For every line in the records that has the word "ConnectionInfo", make a copy.
[Data shown — start]
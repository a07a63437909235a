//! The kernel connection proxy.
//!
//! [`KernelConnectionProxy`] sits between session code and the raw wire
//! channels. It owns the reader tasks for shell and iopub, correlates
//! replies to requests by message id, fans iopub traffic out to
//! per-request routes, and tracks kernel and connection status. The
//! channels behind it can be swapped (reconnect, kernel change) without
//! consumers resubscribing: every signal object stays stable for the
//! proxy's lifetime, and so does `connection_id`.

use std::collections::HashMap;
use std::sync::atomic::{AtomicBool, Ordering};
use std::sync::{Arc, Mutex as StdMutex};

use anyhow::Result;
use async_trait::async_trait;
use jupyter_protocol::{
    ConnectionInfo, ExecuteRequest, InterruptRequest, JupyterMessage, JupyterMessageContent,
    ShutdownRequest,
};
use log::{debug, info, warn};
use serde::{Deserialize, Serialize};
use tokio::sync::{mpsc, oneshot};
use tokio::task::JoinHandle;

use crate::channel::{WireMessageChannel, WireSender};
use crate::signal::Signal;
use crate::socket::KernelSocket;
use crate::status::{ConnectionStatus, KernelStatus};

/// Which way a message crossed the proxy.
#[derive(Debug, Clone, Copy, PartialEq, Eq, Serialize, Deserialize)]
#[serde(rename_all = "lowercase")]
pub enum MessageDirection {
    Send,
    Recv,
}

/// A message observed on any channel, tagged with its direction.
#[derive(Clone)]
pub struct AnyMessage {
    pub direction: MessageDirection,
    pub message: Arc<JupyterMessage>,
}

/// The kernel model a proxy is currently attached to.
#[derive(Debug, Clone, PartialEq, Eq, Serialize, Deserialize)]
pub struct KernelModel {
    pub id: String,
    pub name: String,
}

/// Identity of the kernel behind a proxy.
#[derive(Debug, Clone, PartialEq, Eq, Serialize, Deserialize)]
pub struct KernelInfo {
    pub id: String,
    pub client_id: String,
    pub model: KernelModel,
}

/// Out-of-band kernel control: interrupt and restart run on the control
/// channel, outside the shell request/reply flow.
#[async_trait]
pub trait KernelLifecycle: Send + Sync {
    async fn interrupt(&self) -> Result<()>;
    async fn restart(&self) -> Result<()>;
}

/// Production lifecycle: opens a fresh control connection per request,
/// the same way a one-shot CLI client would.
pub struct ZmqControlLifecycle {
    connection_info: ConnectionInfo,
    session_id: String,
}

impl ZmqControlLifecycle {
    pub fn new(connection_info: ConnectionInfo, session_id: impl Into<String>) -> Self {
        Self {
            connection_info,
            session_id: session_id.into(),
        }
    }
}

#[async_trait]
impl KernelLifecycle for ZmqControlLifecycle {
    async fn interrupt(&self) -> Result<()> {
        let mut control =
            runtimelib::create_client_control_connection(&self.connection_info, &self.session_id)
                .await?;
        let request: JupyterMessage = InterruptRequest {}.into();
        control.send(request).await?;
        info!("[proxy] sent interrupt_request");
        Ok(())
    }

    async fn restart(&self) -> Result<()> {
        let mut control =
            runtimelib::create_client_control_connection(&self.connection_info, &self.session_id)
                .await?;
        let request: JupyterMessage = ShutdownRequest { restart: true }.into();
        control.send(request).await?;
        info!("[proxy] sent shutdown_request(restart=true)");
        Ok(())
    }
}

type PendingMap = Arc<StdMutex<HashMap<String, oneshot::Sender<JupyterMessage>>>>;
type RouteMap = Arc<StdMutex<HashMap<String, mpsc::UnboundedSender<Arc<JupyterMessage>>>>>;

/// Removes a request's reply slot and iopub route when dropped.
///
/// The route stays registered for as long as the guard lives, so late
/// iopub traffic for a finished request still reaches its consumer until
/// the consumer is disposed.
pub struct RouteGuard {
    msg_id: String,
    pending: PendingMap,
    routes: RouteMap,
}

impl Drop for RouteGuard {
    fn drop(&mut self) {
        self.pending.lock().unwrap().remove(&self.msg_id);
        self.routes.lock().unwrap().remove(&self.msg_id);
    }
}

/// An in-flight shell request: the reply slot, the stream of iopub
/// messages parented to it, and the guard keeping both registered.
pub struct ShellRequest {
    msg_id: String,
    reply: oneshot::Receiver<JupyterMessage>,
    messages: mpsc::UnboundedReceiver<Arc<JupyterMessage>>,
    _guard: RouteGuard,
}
[Data shown — finish]
» Written reply
    ConnectionInfo, ExecuteRequest, InterruptRequest, JupyterMessage, JupyterMessageContent,
    connection_info: ConnectionInfo,
    pub fn new(connection_info: ConnectionInfo, session_id: impl Into<String>) -> Self {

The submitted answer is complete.